Weisberg and Hopkins then partnered with experts across the University of Pennsylvania to write a series of explanations for scientific topics looking at two variables: quality of explanation, or good versus bad, and whether reductive information was included versus not included.
“Good” explanations detailed a phenomenon well, while “bad” ones lacked certain relevant information to understand that phenomenon’s occurrence. “Reductive” ones included extra information from a more reductive field, such as explaining how a cell behaves biologically by referring to its internal chemistry. “Non-reductive” explanations used only evidence from a single science, for instance, talking about how the cell’s biological behavior works with the rest of the biological system. Critically, the reductive explanations did not add any information necessary to grasping the phenomenon.
Study participants, which included Penn undergraduates and a sample of people recruited through a crowdsourcing website, received explanations that used different combinations of variables, reductive good, reductive bad, non-reductive good and non-reductive bad, then rated how satisfied they felt with each type of explanation.
The researchers found across all sciences, participants showed a significant bias for reductive details, rating good descriptions that used reductive information higher than those without reductive information. The same held true for logically flawed explanations.
“It’s not like their compass for judging information is entirely broken in any sense,” Weisberg said. “The strongest and most consistent finding is that they can tell between good and bad. The good ones are always better than the bad. Within that, you get a bump for the reductive explanation.”
Though most people will not enter a scientific field themselves, it is important to recognize what biases come into play when they try to learn about a scientific discovery, Weisberg said. Such considerations may have ramifications for how science is taught.

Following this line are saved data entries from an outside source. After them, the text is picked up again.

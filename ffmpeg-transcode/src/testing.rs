use ffmpeg_next::{Packet, Rational, codec, format::Pixel, frame::Video};

use crate::config::TranscodeConfig;

pub(crate) fn init() {
    crate::init(&TranscodeConfig::default()).unwrap();
}

/// A mid-gray picture with pts and dts set.
pub(crate) fn gray_frame(format: Pixel, width: u32, height: u32, pts: i64) -> Video {
    let mut frame = Video::new(format, width, height);
    for plane in 0..frame.planes() {
        frame.data_mut(plane).fill(128);
    }
    frame.set_pts(Some(pts));
    crate::frame::set_frame_dts(&mut frame, Some(pts));
    frame
}

/// One JPEG access unit, or `None` when this FFmpeg build has no MJPEG encoder.
pub(crate) fn encode_jpeg(frame: &Video) -> anyhow::Result<Option<Vec<u8>>> {
    let Some(mjpeg) = ffmpeg_next::encoder::find(codec::Id::MJPEG) else {
        return Ok(None);
    };
    let mut encoder = codec::Context::new_with_codec(mjpeg).encoder().video()?;
    encoder.set_width(frame.width());
    encoder.set_height(frame.height());
    encoder.set_format(frame.format());
    encoder.set_time_base(Rational(1, 25));
    let mut encoder = encoder.open_as(mjpeg)?;

    encoder.send_frame(frame)?;
    encoder.send_eof()?;
    let mut packet = Packet::empty();
    encoder.receive_packet(&mut packet)?;
    Ok(packet.data().map(<[u8]>::to_vec))
}
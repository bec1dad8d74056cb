use std::fmt::{Display, Formatter};
use std::sync::Arc;

use bytes::Bytes;
use ffmpeg_next::ffi::AV_NOPTS_VALUE;

use crate::pool::Pooled;

/// Decoded or converted picture/audio buffer handed to callbacks.
#[derive(Clone)]
pub enum RawFrame {
    Video(RawVideoFrame),
    Audio(RawAudioFrame),
}

impl RawFrame {
    pub fn pts(&self) -> Option<i64> {
        match self {
            RawFrame::Video(frame) => frame.pts(),
            RawFrame::Audio(frame) => frame.pts(),
        }
    }

    pub fn dts(&self) -> Option<i64> {
        match self {
            RawFrame::Video(frame) => frame.dts(),
            RawFrame::Audio(frame) => frame.dts(),
        }
    }

    pub fn as_video(&self) -> Option<&RawVideoFrame> {
        match self {
            RawFrame::Video(frame) => Some(frame),
            RawFrame::Audio(_) => None,
        }
    }

    pub fn as_audio(&self) -> Option<&RawAudioFrame> {
        match self {
            RawFrame::Audio(frame) => Some(frame),
            RawFrame::Video(_) => None,
        }
    }
}

pub(crate) fn frame_dts(frame: &ffmpeg_next::Frame) -> Option<i64> {
    let dts = unsafe { (*frame.as_ptr()).pkt_dts };
    (dts != AV_NOPTS_VALUE).then_some(dts)
}

pub(crate) fn set_frame_dts(frame: &mut ffmpeg_next::Frame, dts: Option<i64>) {
    unsafe {
        (*frame.as_mut_ptr()).pkt_dts = dts.unwrap_or(AV_NOPTS_VALUE);
    }
}

/// Copies pts and dts from `src` onto `dst`.
pub(crate) fn copy_timestamps(src: &ffmpeg_next::Frame, dst: &mut ffmpeg_next::Frame) {
    dst.set_pts(src.pts());
    set_frame_dts(dst, frame_dts(src));
}

/// Shared handle to a pooled video frame. Clones refer to the same frame;
/// use [`RawVideoFrame::ptr_eq`] to test identity.
#[derive(Clone)]
pub struct RawVideoFrame {
    frame: Arc<Pooled<ffmpeg_next::frame::Video>>,
}

impl RawVideoFrame {
    pub(crate) fn from_pooled(frame: Pooled<ffmpeg_next::frame::Video>) -> Self {
        Self {
            frame: Arc::new(frame),
        }
    }

    pub fn width(&self) -> u32 {
        self.frame.width()
    }

    pub fn height(&self) -> u32 {
        self.frame.height()
    }

    pub fn format(&self) -> ffmpeg_next::format::Pixel {
        self.frame.format()
    }

    pub fn pts(&self) -> Option<i64> {
        self.frame.pts()
    }

    pub fn dts(&self) -> Option<i64> {
        frame_dts(&self.frame)
    }

    pub fn is_key(&self) -> bool {
        self.frame.is_key()
    }

    pub fn as_video(&self) -> &ffmpeg_next::frame::Video {
        &self.frame
    }

    /// Copies plane `index` out of the frame.
    pub fn data(&self, index: usize) -> Bytes {
        Bytes::copy_from_slice(self.frame.data(index))
    }

    pub fn ptr_eq(&self, other: &RawVideoFrame) -> bool {
        Arc::ptr_eq(&self.frame, &other.frame)
    }
}

impl From<ffmpeg_next::frame::Video> for RawVideoFrame {
    fn from(frame: ffmpeg_next::frame::Video) -> Self {
        Self::from_pooled(Pooled::detached(frame))
    }
}

/// Shared handle to a pooled audio frame.
#[derive(Clone)]
pub struct RawAudioFrame {
    frame: Arc<Pooled<ffmpeg_next::frame::Audio>>,
}

impl RawAudioFrame {
    pub(crate) fn from_pooled(frame: Pooled<ffmpeg_next::frame::Audio>) -> Self {
        Self {
            frame: Arc::new(frame),
        }
    }

    pub fn pts(&self) -> Option<i64> {
        self.frame.pts()
    }

    pub fn dts(&self) -> Option<i64> {
        frame_dts(&self.frame)
    }

    pub fn format(&self) -> ffmpeg_next::format::Sample {
        self.frame.format()
    }

    pub fn rate(&self) -> u32 {
        self.frame.rate()
    }

    pub fn channel_layout(&self) -> ffmpeg_next::ChannelLayout {
        self.frame.channel_layout()
    }

    pub fn samples(&self) -> usize {
        self.frame.samples()
    }

    pub fn as_audio(&self) -> &ffmpeg_next::frame::Audio {
        &self.frame
    }

    pub fn ptr_eq(&self, other: &RawAudioFrame) -> bool {
        Arc::ptr_eq(&self.frame, &other.frame)
    }
}

impl From<ffmpeg_next::frame::Audio> for RawAudioFrame {
    fn from(frame: ffmpeg_next::frame::Audio) -> Self {
        Self::from_pooled(Pooled::detached(frame))
    }
}

/// A compressed frame as produced by a demuxer or bitstream splitter.
pub trait MediaFrame: Send + Sync {
    fn data(&self) -> &[u8];
    /// Decode timestamp in milliseconds.
    fn dts(&self) -> i64;
    /// Presentation timestamp in milliseconds.
    fn pts(&self) -> i64;
    fn key_frame(&self) -> bool;

    /// False when the payload points into memory the producer will reuse,
    /// so the frame must be copied before crossing a thread boundary.
    fn cacheable(&self) -> bool {
        true
    }
}

pub type FramePtr = Arc<dyn MediaFrame>;

/// Returns `frame` itself if it may be kept, otherwise an owned snapshot.
pub fn cacheable_frame(frame: &FramePtr) -> FramePtr {
    if frame.cacheable() {
        return Arc::clone(frame);
    }
    Arc::new(EncodedFrame::snapshot(frame.as_ref()))
}

#[derive(Debug, Clone, Default)]
pub struct EncodedFrame {
    pub data: Bytes,
    pub pts: i64,
    pub dts: i64,
    pub is_key: bool,
    cacheable: bool,
}

impl EncodedFrame {
    pub fn new(data: impl Into<Bytes>, dts: i64, pts: i64, is_key: bool) -> Self {
        Self {
            data: data.into(),
            pts,
            dts,
            is_key,
            cacheable: true,
        }
    }

    /// A frame whose payload lives in a buffer the producer recycles, e.g. a
    /// slice of a socket read buffer.
    pub fn transient(data: Bytes, dts: i64, pts: i64, is_key: bool) -> Self {
        Self {
            data,
            pts,
            dts,
            is_key,
            cacheable: false,
        }
    }

    pub fn snapshot(frame: &dyn MediaFrame) -> Self {
        Self::new(
            Bytes::copy_from_slice(frame.data()),
            frame.dts(),
            frame.pts(),
            frame.key_frame(),
        )
    }

    pub(crate) fn from_packet(packet: &ffmpeg_next::Packet) -> Self {
        Self::new(
            packet
                .data()
                .map(Bytes::copy_from_slice)
                .unwrap_or_default(),
            packet.dts().unwrap_or(0),
            packet.pts().unwrap_or(0),
            packet.is_key(),
        )
    }
}

impl MediaFrame for EncodedFrame {
    fn data(&self) -> &[u8] {
        &self.data
    }

    fn dts(&self) -> i64 {
        self.dts
    }

    fn pts(&self) -> i64 {
        self.pts
    }

    fn key_frame(&self) -> bool {
        self.is_key
    }

    fn cacheable(&self) -> bool {
        self.cacheable
    }
}

impl Display for EncodedFrame {
    fn fmt(&self, f: &mut Formatter<'_>) -> Result<(), std::fmt::Error> {
        write!(
            f,
            "EncodedFrame data_len: {}, pts: {}, dts: {}, is_key: {}",
            self.data.len(),
            self.pts,
            self.dts,
            self.is_key
        )
    }
}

“Most college undergraduates are not going to be professional scientists,” she said, “but they are going to be consumers of science, people who are using it in some way in their daily lives.”
In future research, Weisberg and Hopkins said they plan to investigate whether and how other factors like graduate studies or a general knowledge of scientific practices can reduce this bias.
The study was supported by the John Templeton Foundation.